There are a lot of people that get caught up in what I would call the Dave Ramsey effect of trying to pay down a property or pay something down to the point where they don’t owe anything on it, which might feel good to have no debt on a property. I usually feel good when I can make money or improve my financial position by what I do. There are a lot of people that if they could use some leverage like that, then they can increase their profits from either that depreciation but also from being able to use that money and invest it in other places. My church is one that falls into this trap and many churches across the country do where they have these mortgage burning ceremonies. I saw one on Facebook. One of my friends on Facebook, their church paid off their mortgage. It’s a nice $20 million property and they have no debt on it.

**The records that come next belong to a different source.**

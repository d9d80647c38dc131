use crate::constants::*;
use crate::location::*;
use serde::{Deserialize, Serialize};

/// Dense 50x50 grid of small costs. `MATRIX_OBSTACLE` (255) always means impassable.
#[derive(Clone, PartialEq, Eq)]
pub struct CostMatrix {
    data: Vec<u8>,
}

impl Default for CostMatrix {
    fn default() -> Self {
        Self::new(0)
    }
}

impl CostMatrix {
    pub fn new(initial: u8) -> Self {
        CostMatrix {
            data: vec![initial; ROOM_AREA],
        }
    }

    #[inline]
    pub fn get(&self, loc: Location) -> u8 {
        self.data[loc.linear_index()]
    }

    #[inline]
    pub fn get_xy(&self, x: u8, y: u8) -> u8 {
        self.data[y as usize * ROOM_WIDTH as usize + x as usize]
    }

    #[inline]
    pub fn set(&mut self, loc: Location, value: u8) {
        self.data[loc.linear_index()] = value;
    }

    #[inline]
    pub fn is_impassable(&self, loc: Location) -> bool {
        self.get(loc) == MATRIX_OBSTACLE
    }
}

impl std::fmt::Debug for CostMatrix {
    fn fmt(&self, f: &mut std::fmt::Formatter<'_>) -> std::fmt::Result {
        for y in 0..ROOM_HEIGHT {
            for x in 0..ROOM_WIDTH {
                write!(f, "{:>4}", self.get_xy(x, y))?;
            }
            writeln!(f)?;
        }
        Ok(())
    }
}

impl Serialize for CostMatrix {
    fn serialize<S>(&self, serializer: S) -> Result<S::Ok, S::Error>
    where
        S: serde::Serializer,
    {
        self.data.serialize(serializer)
    }
}

impl<'de> Deserialize<'de> for CostMatrix {
    fn deserialize<D>(deserializer: D) -> Result<Self, D::Error>
    where
        D: serde::Deserializer<'de>,
    {
        let data = Vec::<u8>::deserialize(deserializer)?;
        if data.len() != ROOM_AREA {
            return Err(serde::de::Error::custom("Invalid cost matrix size"));
        }
        Ok(CostMatrix { data })
    }
}
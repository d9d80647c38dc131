//! Core types for the step pipeline.
//!
//! `BuilderState` is the progress state of one variation, mutated by each
//! step in turn. `PlanningStep` is the trait every step implements.

use crate::cost_matrix::*;
use crate::location::*;
use crate::min_cut::MinCutSolver;
use crate::pathing::*;
use crate::placement::PlacementManager;
use crate::room_data::*;
use crate::variation::VariationInfo;
use screeps::RoomName;

/// Outcome of running one step.
#[derive(Clone, Debug, PartialEq, Eq)]
pub enum StepResult {
    /// Step finished, continue with the next one.
    Ok,
    /// The variation can't be completed.
    Failed(String),
    /// The pipeline is complete.
    Done,
}

/// Collaborators a step may call into. Borrowed for the duration of one tick.
#[derive(Copy, Clone)]
pub struct PlanningContext<'a> {
    pub intel: &'a dyn RoomIntel,
    pub pathfinder: &'a dyn GridPathfinder,
    pub min_cut: &'a dyn MinCutSolver,
}

/// A harvested source and the tile its harvester stands on.
#[derive(Copy, Clone, Debug, PartialEq, Eq)]
pub struct HarvestPosition {
    pub source: Location,
    pub harvester: Location,
}

/// Everything a variation accumulates while its steps run.
#[derive(Clone)]
pub struct BuilderState {
    pub room: RoomName,
    pub variation: VariationInfo,
    pub placement: PlacementManager,
    pub safety: ExitSafety,
    pub max_bay_probes: usize,

    pub sources: Vec<Location>,
    pub mineral: Option<Location>,
    pub controller: Option<Location>,

    pub exit_centers: Vec<Location>,
    pub center: Option<Location>,
    pub entrances: Vec<Location>,
    pub harvest_positions: Vec<HarvestPosition>,
    pub mineral_position: Option<Location>,
    pub upgrader_position: Option<Location>,
    /// 0 safe, 1 reachable from an unsafe exit, 2 within threat range of such a tile.
    pub safety_matrix: Option<CostMatrix>,
}

impl BuilderState {
    /// Goals for paths that should end next to the core.
    pub fn entrance_goals(&self) -> Vec<PathGoal> {
        self.entrances.iter().map(|e| PathGoal::new(*e, 0)).collect()
    }
}

/// One stage of the variation pipeline.
///
/// Steps are stateless, all progress lives in `BuilderState`. Running a step
/// must not depend on anything but the state and the context, so a step
/// re-run on the same inputs reproduces the same outcome.
pub trait PlanningStep {
    /// Human-readable name for logging.
    fn name(&self) -> &str;

    fn run(&self, state: &mut BuilderState, ctx: &PlanningContext) -> StepResult;
}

I look at that and shake my head and go, “If I were in that position, I would leverage that and invest the money from the leverage to be able to grow that even more and improve that property and grow the actual church itself.” Most of the time, we get caught up and try to pay something off as fast as we can, but you can leverage it and using what I like to call smart leverage. You’re not going to try to do where a lot of people were doing in 2007 and 2008 where the banks were given 90%, 95% leverage and then you get caught with a debt service issue where you can’t pay your mortgage payments. The bank comes and takes it back. If you can be smart about it, 70%, 75% leverage, then you have that sweet spot of not being worried about trying to lose that capital.

CGT 21 | Invest The Smart Way

Invest The Smart Way: When deciding to invest, always make sure you’re talking to somebody that has enough money to make the decision that you need to make.


When our group does an underwriting or an analysis on a property from the financials perspective, we always are stress testing things and doing sensitivity analysis. That property we talked about in Raleigh, we had to get down to 67% occupancy in order to not pay our debt. That property has been online since 2004. Historically, the lowest occupancy that it has ever been was back in 2008 and it was at 93%. When you look at that, there’s a lot of protection when it comes to these large multifamily assets. When there is a downturn or correction or crash and people can’t buy houses, what are they doing? They always need a place to live. They stay and they’ve rent longer. That’s what allows for that capital preservation and allows this to be a recession-resistant type of an investment as well.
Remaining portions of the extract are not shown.